Rio de Janeiro - A inflação medida pelo Índice de Preços ao Consumidor Amplo (IPCA), referência para as metas do governo, despencou para 0,49% em maio, ante 0,87% em abril. A redução do ritmo de reajuste dos preços administrados domou a taxa, a menor desde outubro do ano passado.
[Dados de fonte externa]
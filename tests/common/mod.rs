#![allow(dead_code)]

use std::sync::{
    atomic::{AtomicUsize, Ordering},
    Arc, Mutex,
};

use async_trait::async_trait;
use jokiin_escrow::{
    db::{MarketStore, MemoryStore},
    dtos::{
        offerdtos::{CreateOfferRequest, DeliverWorkRequest},
        paymentdtos::CreatePaymentRequest,
    },
    models::{chatmodels::Conversation, offermodels::JobOffer},
    service::{
        error::ServiceError,
        escrow_service::EscrowService,
        notification_service::{EventEmitter, MarketEvent},
        offer_service::OfferService,
        payment_provider::{
            sign_hmac_hex, verify_hmac_hex, CheckoutRequest, CheckoutSession, PaymentChannel,
            PaymentGateway,
        },
        payment_service::{CallbackOutcome, PaymentService},
        wallet_service::WalletService,
    },
};
use serde_json::json;
use uuid::Uuid;

pub const GATEWAY_KEY: &str = "test-private-key";

/// Gateway double: one QRIS channel, sequential references.
pub struct FakeGateway {
    checkouts: AtomicUsize,
    pub fail_checkout: bool,
}

impl FakeGateway {
    pub fn new() -> Self {
        Self {
            checkouts: AtomicUsize::new(0),
            fail_checkout: false,
        }
    }

    pub fn failing() -> Self {
        Self {
            checkouts: AtomicUsize::new(0),
            fail_checkout: true,
        }
    }

    pub fn checkout_count(&self) -> usize {
        self.checkouts.load(Ordering::SeqCst)
    }
}

#[async_trait]
impl PaymentGateway for FakeGateway {
    async fn payment_channels(&self) -> Result<Vec<PaymentChannel>, ServiceError> {
        Ok(vec![
            PaymentChannel {
                group: "E-Wallet".into(),
                code: "QRIS".into(),
                name: "QRIS".into(),
                fee_flat: 750.0,
                fee_percent: 0.5,
                active: true,
            },
            PaymentChannel {
                group: "Virtual Account".into(),
                code: "OLDVA".into(),
                name: "Retired VA".into(),
                fee_flat: 4000.0,
                fee_percent: 0.0,
                active: false,
            },
        ])
    }

    async fn create_checkout(&self, request: &CheckoutRequest) -> Result<CheckoutSession, ServiceError> {
        if self.fail_checkout {
            return Err(ServiceError::gateway("Payment gateway timed out"));
        }
        let n = self.checkouts.fetch_add(1, Ordering::SeqCst) + 1;
        Ok(CheckoutSession {
            reference: format!("T{:05}", n),
            checkout_url: format!("https://checkout.test/{}", request.merchant_ref),
        })
    }

    fn verify_callback(&self, signature: &str, raw_body: &[u8]) -> bool {
        verify_hmac_hex(GATEWAY_KEY.as_bytes(), raw_body, signature)
    }
}

/// Captures every emitted event in order.
#[derive(Default)]
pub struct RecordingEmitter {
    events: Mutex<Vec<(Uuid, Uuid, MarketEvent)>>,
}

impl RecordingEmitter {
    pub fn kinds(&self) -> Vec<&'static str> {
        self.events
            .lock()
            .unwrap()
            .iter()
            .map(|(_, _, event)| event.kind())
            .collect()
    }

    pub fn clear(&self) {
        self.events.lock().unwrap().clear();
    }
}

impl EventEmitter for RecordingEmitter {
    fn emit(&self, party_a: Uuid, party_b: Uuid, event: MarketEvent) {
        self.events.lock().unwrap().push((party_a, party_b, event));
    }
}

pub struct Harness {
    pub store: MemoryStore,
    pub events: Arc<RecordingEmitter>,
    pub gateway: Arc<FakeGateway>,
    pub wallet: WalletService,
    pub offers: OfferService,
    pub escrow: EscrowService,
    pub payments: PaymentService,
    pub client: Uuid,
    pub freelancer: Uuid,
    pub conversation: Uuid,
}

impl Harness {
    pub async fn new() -> Self {
        Self::with_gateway(FakeGateway::new()).await
    }

    pub async fn with_gateway(gateway: FakeGateway) -> Self {
        let store = MemoryStore::new();
        let client = Uuid::new_v4();
        let freelancer = Uuid::new_v4();

        store.create_user_account(client, 0).await;
        store.create_user_account(freelancer, 0).await;
        store.create_freelancer_profile(freelancer, 0).await;

        let conversation = Conversation::new(client, freelancer, Some(42));
        let conversation_id = conversation.id;
        store.insert_conversation(conversation).await;

        let shared: Arc<dyn MarketStore> = Arc::new(store.clone());
        let events = Arc::new(RecordingEmitter::default());
        let emitter: Arc<dyn EventEmitter> = events.clone();
        let gateway = Arc::new(gateway);
        let wallet = WalletService::new(shared.clone());

        Harness {
            offers: OfferService::new(shared.clone(), emitter.clone()),
            escrow: EscrowService::new(shared.clone(), wallet.clone(), emitter.clone()),
            payments: PaymentService::new(shared.clone(), gateway.clone(), emitter),
            wallet,
            gateway,
            events,
            store,
            client,
            freelancer,
            conversation: conversation_id,
        }
    }

    pub fn shared_store(&self) -> Arc<dyn MarketStore> {
        Arc::new(self.store.clone())
    }

    pub async fn create_offer(&self, price: i64, revisions: i32) -> JobOffer {
        self.offers
            .create_offer(self.freelancer, self.conversation, offer_request(price, revisions))
            .await
            .unwrap()
    }

    /// Creates an offer and runs it through checkout and a PAID callback.
    pub async fn paid_offer(&self, price: i64, revisions: i32) -> JobOffer {
        let offer = self.create_offer(price, revisions).await;
        let checkout = self
            .payments
            .create_payment(self.client, payment_request(offer.id))
            .await
            .unwrap();

        let body = callback_body(&checkout.reference, &checkout.merchant_ref, "PAID");
        let signature = sign(&body);
        match self.payments.handle_callback(Some(&signature), &body).await.unwrap() {
            CallbackOutcome::OfferPaid(offer) => offer,
            other => panic!("expected the offer to be paid, got {:?}", other),
        }
    }

    pub async fn delivered_offer(&self, price: i64, revisions: i32) -> JobOffer {
        let offer = self.paid_offer(price, revisions).await;
        self.offers
            .deliver_work(self.freelancer, offer.id, delivery())
            .await
            .unwrap()
            .offer
    }

    pub async fn offer(&self, id: Uuid) -> JobOffer {
        self.store.get_offer(id).await.unwrap().unwrap()
    }
}

pub fn offer_request(price: i64, revisions: i32) -> CreateOfferRequest {
    CreateOfferRequest {
        product_id: None,
        price,
        title: "Landing page redesign".to_string(),
        description: "Responsive landing page in three sections".to_string(),
        revision_count: revisions,
        start_date: None,
        delivery_date: None,
        delivery_format: "Figma + HTML".to_string(),
        notes: String::new(),
    }
}

pub fn payment_request(offer_id: Uuid) -> CreatePaymentRequest {
    CreatePaymentRequest {
        offer_id,
        payment_method: "QRIS".to_string(),
        customer_name: Some("Rina".to_string()),
        customer_email: Some("rina@example.com".to_string()),
    }
}

pub fn delivery() -> DeliverWorkRequest {
    DeliverWorkRequest {
        work_url: Some("https://drive.example.com/landing-v1".to_string()),
        files: vec![],
    }
}

pub fn callback_body(reference: &str, merchant_ref: &str, status: &str) -> Vec<u8> {
    serde_json::to_vec(&json!({
        "reference": reference,
        "merchant_ref": merchant_ref,
        "payment_method": "QRIS",
        "payment_method_code": "QRIS",
        "total_amount": 101250,
        "fee_merchant": 0,
        "fee_customer": 1250,
        "total_fee": 1250,
        "amount_received": 100000,
        "status": status,
        "paid_at": 1767225600,
        "note": null
    }))
    .unwrap()
}

pub fn sign(body: &[u8]) -> String {
    sign_hmac_hex(GATEWAY_KEY.as_bytes(), body).unwrap()
}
O índice veio abaixo da média das estimativas do mercado financeiro (0,54%) e reacendeu esperanças de interrupção da atual trajetória de elevação dos juros básicos.
De janeiro a maio, o IPCA acumula alta de 3,18%, mais da metade da meta estipulada pelo Banco Central para este ano, de 5,5%. Em maio, apesar da boa notícia da desaceleração de reajustes de itens importantes para a despesa das famílias, como alimentos e energia elétrica, a gerente do Sistema de Índices de Preços do Instituto Brasileiro de Geografia e Estatística (IBGE), Eulina Ribeiro, observou que não houve uma queda generalizada de preços e que os chamados preços livres (não monitorados pelo governo) ainda seguem com altas generalizadas.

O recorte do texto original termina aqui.